### Exercise aim:
Below are the records; how many of their lines contain "SingleClass"? Reply only with that figure.

### Given data:

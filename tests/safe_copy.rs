//! The copy fallback only runs for cross-device moves, which a test machine
//! can't reliably provide, so it is exercised directly here.

use std::fs;
use tempfile::tempdir;
use tray::fs_ops::{safe_copy_and_rename, TEMP_PREFIX};

fn temp_leftovers(dir: &std::path::Path) -> usize {
    fs::read_dir(dir)
        .unwrap()
        .filter_map(Result::ok)
        .filter(|e| e.file_name().to_string_lossy().starts_with(TEMP_PREFIX))
        .count()
}

#[test]
fn copy_replaces_existing_destination_whole() {
    let td = tempdir().unwrap();
    let src = td.path().join("src.bin");
    let tray = td.path().join("tray");
    fs::create_dir_all(&tray).unwrap();
    let dest = tray.join("src.bin");
    fs::write(&dest, b"stale contents that are longer").unwrap();

    let payload: Vec<u8> = (0..300_000u32).map(|i| (i % 199) as u8).collect();
    fs::write(&src, &payload).unwrap();

    safe_copy_and_rename(&src, &dest).expect("copy fallback should succeed");
    assert_eq!(fs::read(&dest).unwrap(), payload);
    assert_eq!(temp_leftovers(&tray), 0);
}

#[test]
fn copy_onto_directory_fails_cleanly() {
    let td = tempdir().unwrap();
    let src = td.path().join("a.txt");
    fs::write(&src, b"a").unwrap();
    let dest = td.path().join("occupied");
    fs::create_dir_all(dest.join("inner")).unwrap();

    assert!(safe_copy_and_rename(&src, &dest).is_err());
    assert!(dest.join("inner").is_dir());
    assert_eq!(temp_leftovers(td.path()), 0);
    assert_eq!(fs::read(&src).unwrap(), b"a");
}

#[cfg(unix)]
#[test]
fn copy_keeps_source_mode() {
    use std::os::unix::fs::PermissionsExt;
    let td = tempdir().unwrap();
    let tray = td.path().join("tray");

    for (name, mode) in [("secret.env", 0o600), ("run.sh", 0o755)] {
        let src = td.path().join(name);
        fs::write(&src, name).unwrap();
        fs::set_permissions(&src, fs::Permissions::from_mode(mode)).unwrap();

        let dest = tray.join(name);
        safe_copy_and_rename(&src, &dest).unwrap();
        let got = fs::metadata(&dest).unwrap().permissions().mode() & 0o777;
        assert_eq!(got, mode, "{name}: mode {got:o}, expected {mode:o}");
    }
    assert_eq!(temp_leftovers(&tray), 0);
}
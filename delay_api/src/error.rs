use axum::{
    http::StatusCode,
    response::{IntoResponse, Response},
    Json,
};
use serde_json::json;
use thiserror::Error;

use crate::types::FieldError;

#[derive(Debug, Error)]
pub enum ApiError {
    #[error("request validation failed with {} error(s)", .0.len())]
    Validation(Vec<FieldError>),

    /// Rejected by the model's input checks; the message goes back verbatim.
    #[error("{0}")]
    BadInput(String),

    #[error("internal error: {0}")]
    Internal(String),
}

impl From<delay_model::Error> for ApiError {
    fn from(e: delay_model::Error) -> Self {
        if e.is_input_error() {
            ApiError::BadInput(e.to_string())
        } else {
            ApiError::Internal(e.to_string())
        }
    }
}

impl IntoResponse for ApiError {
    fn into_response(self) -> Response {
        match self {
            ApiError::Validation(errors) => {
                (StatusCode::BAD_REQUEST, Json(json!({ "detail": errors }))).into_response()
            }
            ApiError::BadInput(message) => {
                tracing::info!("rejected input: {}", message);
                (StatusCode::BAD_REQUEST, Json(json!({ "detail": message }))).into_response()
            }
            ApiError::Internal(message) => {
                tracing::error!("predict failed: {}", message);
                (
                    StatusCode::INTERNAL_SERVER_ERROR,
                    Json(json!({ "detail": "Internal Server Error" })),
                )
                    .into_response()
            }
        }
    }
}
use argmin::core::{CostFunction, Executor, Gradient, State};
use argmin::solver::{linesearch::MoreThuenteLineSearch, quasinewton::LBFGS};
use ndarray::{s, Array1, Array2, ArrayView2};
use serde::{Deserialize, Serialize};
use std::path::Path;

use crate::artifact;
use crate::error::{Error, Result};

type Lbfgs = LBFGS<MoreThuenteLineSearch<Array1<f64>, Array1<f64>, f64>, Array1<f64>, Array1<f64>, f64>;

/// Correction pairs kept by L-BFGS.
const LBFGS_MEMORY: usize = 10;

#[derive(Debug, Clone, Copy, PartialEq, Eq, Serialize, Deserialize)]
pub enum ClassWeight {
    /// Every sample counts once.
    Uniform,
    /// `n_samples / (n_classes * count(class))`.
    Balanced,
}

#[derive(Debug, Clone, Copy, PartialEq, Serialize, Deserialize)]
pub struct LogisticRegressionParams {
    /// Inverse L2 regularisation strength. The intercept is not penalised.
    pub c: f64,
    pub max_iter: usize,
    /// Convergence threshold on the L2 norm of the gradient.
    pub tol: f64,
    pub class_weight: ClassWeight,
}

impl Default for LogisticRegressionParams {
    fn default() -> Self {
        Self {
            c: 1.0,
            max_iter: 100,
            tol: 1e-6,
            class_weight: ClassWeight::Balanced,
        }
    }
}

/// Fitted binary logistic regression.
#[derive(Debug, Clone, PartialEq, Serialize, Deserialize)]
pub struct LogisticRegression {
    weights: Array1<f64>,
    intercept: f64,
    n_iter: usize,
}

impl LogisticRegression {
    /// Fits with L-BFGS. The objective is strictly convex, so the result does
    /// not depend on row order.
    pub fn fit(params: &LogisticRegressionParams, x: ArrayView2<f64>, y: &[u8]) -> Result<Self> {
        let n = x.nrows();
        if n != y.len() {
            return Err(Error::ShapeMismatch { features: n, labels: y.len() });
        }
        if n == 0 {
            return Err(Error::EmptyTrainingSet);
        }
        let positives = y.iter().filter(|v| **v == 1).count();
        if positives == 0 {
            return Err(Error::SingleClass(0));
        }
        if positives == n {
            return Err(Error::SingleClass(1));
        }

        let sample_weight = sample_weights(params.class_weight, y, positives);
        let target: Array1<f64> = y.iter().map(|v| f64::from(*v)).collect();
        let d = x.ncols();
        let mut design = Array2::<f64>::ones((n, d + 1));
        design.slice_mut(s![.., ..d]).assign(&x);
        let problem = Problem {
            design: &design,
            target: &target,
            sample_weight: &sample_weight,
            n_weights: d,
            inv_c: 1.0 / params.c,
        };

        let solver: Lbfgs = LBFGS::new(MoreThuenteLineSearch::new(), LBFGS_MEMORY)
            .with_tolerance_grad(params.tol)
            .map_err(optimizer_error)?;
        let result = Executor::new(problem, solver)
            .configure(|state| state.param(Array1::zeros(d + 1)).max_iters(params.max_iter as u64))
            .run()
            .map_err(optimizer_error)?;

        let state = result.state();
        let n_iter = state.get_iter() as usize;
        let theta = state
            .get_best_param()
            .ok_or_else(|| Error::Optimizer("solver returned no parameters".to_string()))?;

        if n_iter >= params.max_iter {
            tracing::warn!(max_iter = params.max_iter, "logistic regression did not converge");
        }

        Ok(Self {
            weights: theta.slice(s![..d]).to_owned(),
            intercept: theta[d],
            n_iter,
        })
    }

    pub fn from_parts(weights: Array1<f64>, intercept: f64) -> Self {
        Self { weights, intercept, n_iter: 0 }
    }

    pub fn weights(&self) -> &Array1<f64> {
        &self.weights
    }

    pub fn intercept(&self) -> f64 {
        self.intercept
    }

    pub fn n_features(&self) -> usize {
        self.weights.len()
    }

    pub fn n_iter(&self) -> usize {
        self.n_iter
    }

    pub fn decision_function(&self, x: ArrayView2<f64>) -> Result<Array1<f64>> {
        if x.ncols() != self.n_features() {
            return Err(Error::FeatureWidth {
                got: x.ncols(),
                expected: self.n_features(),
            });
        }
        Ok(x.dot(&self.weights) + self.intercept)
    }

    /// Probability of the delayed class for each row.
    pub fn predict_proba(&self, x: ArrayView2<f64>) -> Result<Array1<f64>> {
        Ok(self.decision_function(x)?.mapv(sigmoid))
    }

    pub fn predict(&self, x: ArrayView2<f64>) -> Result<Vec<u8>> {
        Ok(self
            .decision_function(x)?
            .iter()
            .map(|z| u8::from(*z > 0.0))
            .collect())
    }

    pub fn save(&self, path: impl AsRef<Path>) -> Result<()> {
        artifact::save(self, path.as_ref())
    }

    pub fn load(path: impl AsRef<Path>) -> Result<Self> {
        artifact::load(path.as_ref())
    }
}

fn sample_weights(mode: ClassWeight, y: &[u8], positives: usize) -> Array1<f64> {
    let n = y.len() as f64;
    match mode {
        ClassWeight::Uniform => Array1::ones(y.len()),
        ClassWeight::Balanced => {
            let w1 = n / (2.0 * positives as f64);
            let w0 = n / (2.0 * (y.len() - positives) as f64);
            y.iter().map(|v| if *v == 1 { w1 } else { w0 }).collect()
        }
    }
}

struct Problem<'a> {
    /// Features with a trailing column of ones for the intercept.
    design: &'a Array2<f64>,
    target: &'a Array1<f64>,
    sample_weight: &'a Array1<f64>,
    n_weights: usize,
    inv_c: f64,
}

impl Problem<'_> {
    fn penalty(&self, theta: &Array1<f64>) -> f64 {
        let w = theta.slice(s![..self.n_weights]);
        0.5 * self.inv_c * w.dot(&w)
    }
}

impl CostFunction for Problem<'_> {
    type Param = Array1<f64>;
    type Output = f64;

    fn cost(&self, theta: &Self::Param) -> std::result::Result<Self::Output, argmin::core::Error> {
        let z = self.design.dot(theta);
        let loss: f64 = z
            .iter()
            .zip(self.target.iter())
            .zip(self.sample_weight.iter())
            .map(|((z, y), s)| s * (softplus(*z) - y * z))
            .sum();
        Ok(loss + self.penalty(theta))
    }
}

impl Gradient for Problem<'_> {
    type Param = Array1<f64>;
    type Gradient = Array1<f64>;

    fn gradient(&self, theta: &Self::Param) -> std::result::Result<Self::Gradient, argmin::core::Error> {
        let p = self.design.dot(theta).mapv(sigmoid);
        let residual = (p - self.target) * self.sample_weight;
        let mut grad = self.design.t().dot(&residual);
        for j in 0..self.n_weights {
            grad[j] += self.inv_c * theta[j];
        }
        Ok(grad)
    }
}

fn optimizer_error(e: argmin::core::Error) -> Error {
    Error::Optimizer(e.to_string())
}

fn sigmoid(z: f64) -> f64 {
    if z >= 0.0 {
        1.0 / (1.0 + (-z).exp())
    } else {
        let e = z.exp();
        e / (1.0 + e)
    }
}

/// `ln(1 + e^z)` without overflow.
fn softplus(z: f64) -> f64 {
    if z > 0.0 {
        z + (-z).exp().ln_1p()
    } else {
        z.exp().ln_1p()
    }
}
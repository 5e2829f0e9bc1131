use ndarray::Array2;
use serde::{Deserialize, Serialize};
use std::collections::BTreeSet;
use std::path::Path;

use crate::artifact;
use crate::error::{Error, Result};
use crate::record::{check_required_columns, CategoryValue, FlightRecord, RawColumn};

/// One-hot encoder over the categorical raw columns (`OPERA`, `TIPOVUELO`,
/// `MES`). Unknown categories are rejected rather than ignored.
#[derive(Debug, Clone, PartialEq, Serialize, Deserialize)]
pub struct OneHotEncoder {
    /// Sorted categories, one list per entry of `RawColumn::CATEGORICAL`.
    categories: Vec<Vec<CategoryValue>>,
}

impl OneHotEncoder {
    pub fn fit(records: &[FlightRecord]) -> Result<Self> {
        check_required_columns(records, &RawColumn::CATEGORICAL)?;

        let mut seen: Vec<BTreeSet<CategoryValue>> = vec![BTreeSet::new(); RawColumn::CATEGORICAL.len()];
        for (row, record) in records.iter().enumerate() {
            for (i, column) in RawColumn::CATEGORICAL.iter().enumerate() {
                let value = record.category(*column).ok_or(Error::NullValue {
                    column: column.name(),
                    row,
                })?;
                seen[i].insert(value);
            }
        }

        let categories = seen.into_iter().map(|s| s.into_iter().collect()).collect();
        Ok(Self { categories })
    }

    /// Output column names, `"{COLUMN}_{category}"`.
    pub fn feature_names(&self) -> Vec<String> {
        RawColumn::CATEGORICAL
            .iter()
            .zip(&self.categories)
            .flat_map(|(column, cats)| cats.iter().map(move |c| format!("{}_{}", column.name(), c)))
            .collect()
    }

    pub fn n_features(&self) -> usize {
        self.categories.iter().map(Vec::len).sum()
    }

    /// Dense indicator matrix, one row per record and one column per
    /// entry of `feature_names()`.
    ///
    /// Columns are checked in order. The first column holding values
    /// outside its fitted categories fails the batch, listing each of its
    /// distinct unknown values once in order of first appearance.
    pub fn transform(&self, records: &[FlightRecord]) -> Result<Array2<f64>> {
        check_required_columns(records, &RawColumn::CATEGORICAL)?;

        let mut out = Array2::<f64>::zeros((records.len(), self.n_features()));
        let mut offset = 0;
        for (column, cats) in RawColumn::CATEGORICAL.iter().zip(&self.categories) {
            let mut unknown: Vec<String> = Vec::new();
            for (row, record) in records.iter().enumerate() {
                let value = record.category(*column).ok_or(Error::NullValue {
                    column: column.name(),
                    row,
                })?;
                match cats.binary_search(&value) {
                    Ok(idx) => out[(row, offset + idx)] = 1.0,
                    Err(_) => {
                        let text = value.to_string();
                        if !unknown.contains(&text) {
                            unknown.push(text);
                        }
                    }
                }
            }
            if !unknown.is_empty() {
                return Err(Error::UnknownCategory {
                    value: unknown.join(", "),
                    column: column.name(),
                });
            }
            offset += cats.len();
        }
        Ok(out)
    }

    pub fn save(&self, path: impl AsRef<Path>) -> Result<()> {
        artifact::save(self, path.as_ref())
    }

    pub fn load(path: impl AsRef<Path>) -> Result<Self> {
        let path = path.as_ref();
        let enc: Self = artifact::load(path)?;
        if enc.categories.len() != RawColumn::CATEGORICAL.len() {
            return Err(artifact::invalid(
                path,
                format!(
                    "encoder has {} category lists, expected {}",
                    enc.categories.len(),
                    RawColumn::CATEGORICAL.len()
                ),
            ));
        }
        Ok(enc)
    }
}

### Task result:
2